Tofu, konjac, gompi, and seasoned
It's a dish that my mother used to cook for me. Due to the high satiety of konjac, it is good for diabetes, diet, and high blood pressure, and the iodine of Gompi and saponin of tofu, which are in season, complement each other and are good for thyroid diseases. It's light and savory, so I eat it often as a substitute for meals.
4 serving
Within 10 minutes
cafeckal
Ingredients
  • Devil's-tongue jelly
    1/2piece
  • Tofu
    1/2piece
  • Gompi (Gompi)
    100g
  • Soy sauce
    1spoon
  • Seasoned salt
    1ts
  • Sesame oil
    1spoon
  • Sesame
    1spoon
Cooking Steps
STEP 1/6
Prepare tofu banmo, gompi, and konjac.
STEP 2/6
Cut off the stems and rough leaves with a knife, rub them with thick salt, rinse them more than three times, pour hot water, and if they turn green, rinse them in cold water and squeeze them. Use about a third of it, and make gompi vegetables with red pepper paste, soy sauce, sesame oil, and sesame salt.
STEP 3/6
Chop the half of the konjac, blanch it in boiling water for about a minute, and rinse it in cold water.
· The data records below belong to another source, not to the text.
//! Command Handlers module
//!
//! Use cases that orchestrate the entity model, the record store and the
//! purchase aggregator. Each mutating use case runs in one store transaction.

mod cascade_handler;
mod client_handler;
mod commands;
mod payment_handler;
mod purchase_handler;


pub use cascade_handler::CascadeHandler;
pub use client_handler::ClientHandler;
pub use commands::*;
pub use payment_handler::PaymentHandler;
pub use purchase_handler::PurchaseHandler;
//! Operation Context
//!
//! Contains metadata about the current operation for tracing.

use serde::{Deserialize, Serialize};
use std::net::IpAddr;
use uuid::Uuid;

/// Context for an operation, attached to every mutating use case so its
/// log lines can be correlated with the request that caused them.
#[derive(Debug, Clone, Serialize, Deserialize)]
pub struct OperationContext {
    /// Correlation ID for request tracing
    #[serde(skip_serializing_if = "Option::is_none")]
    pub correlation_id: Option<Uuid>,

    /// Client IP address
    #[serde(skip_serializing_if = "Option::is_none")]
    pub client_ip: Option<IpAddr>,
}

impl OperationContext {
    /// Create a new empty context
    pub fn new() -> Self {
        Self {
            correlation_id: None,
            client_ip: None,
        }
    }

    /// Create context with correlation ID
    pub fn with_correlation_id(mut self, correlation_id: Uuid) -> Self {
        self.correlation_id = Some(correlation_id);
        self
    }

    /// Create context with client IP
    pub fn with_client_ip(mut self, ip: IpAddr) -> Self {
        self.client_ip = Some(ip);
        self
    }

    /// Generate a new correlation ID if not present
    pub fn ensure_correlation_id(&mut self) -> Uuid {
        *self.correlation_id.get_or_insert_with(Uuid::new_v4)
    }
}

impl Default for OperationContext {
    fn default() -> Self {
        Self::new()
    }
}

#[cfg(test)]
mod tests {
    use super::*;

    #[test]
    fn test_context_builder() {
        let correlation_id = Uuid::new_v4();
        let ip: IpAddr = "10.0.0.7".parse().unwrap();

        let context = OperationContext::new()
            .with_correlation_id(correlation_id)
            .with_client_ip(ip);

        assert_eq!(context.correlation_id, Some(correlation_id));
        assert_eq!(context.client_ip, Some(ip));
    }

    #[test]
    fn test_ensure_correlation_id() {
        let mut context = OperationContext::new();
        assert!(context.correlation_id.is_none());

        let id = context.ensure_correlation_id();
        assert_eq!(context.correlation_id, Some(id));

        // Calling again should return the same ID
        assert_eq!(context.ensure_correlation_id(), id);
    }
}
You can put the rest of the konjac in oden soup or jangjorim or stir-fry it.
STEP 4/6
Mash tofu slightly with a knife and place it in a bowl of gompi and konjac.
STEP 5/6
Add one spoon of soy sauce, one teaspoon of flavored salt, one spoon of sesame seeds, and one spoon of sesame oil.
STEP 6/6
Wear gloves and mix the seasoning and ingredients while crushing the tofu.
You can add bean powder, carrots, cherry tomatoes, corn cans, radish sprouts, etc. to your taste and eat it as a salad. Konjac is also useful as an alternative diet because it is full.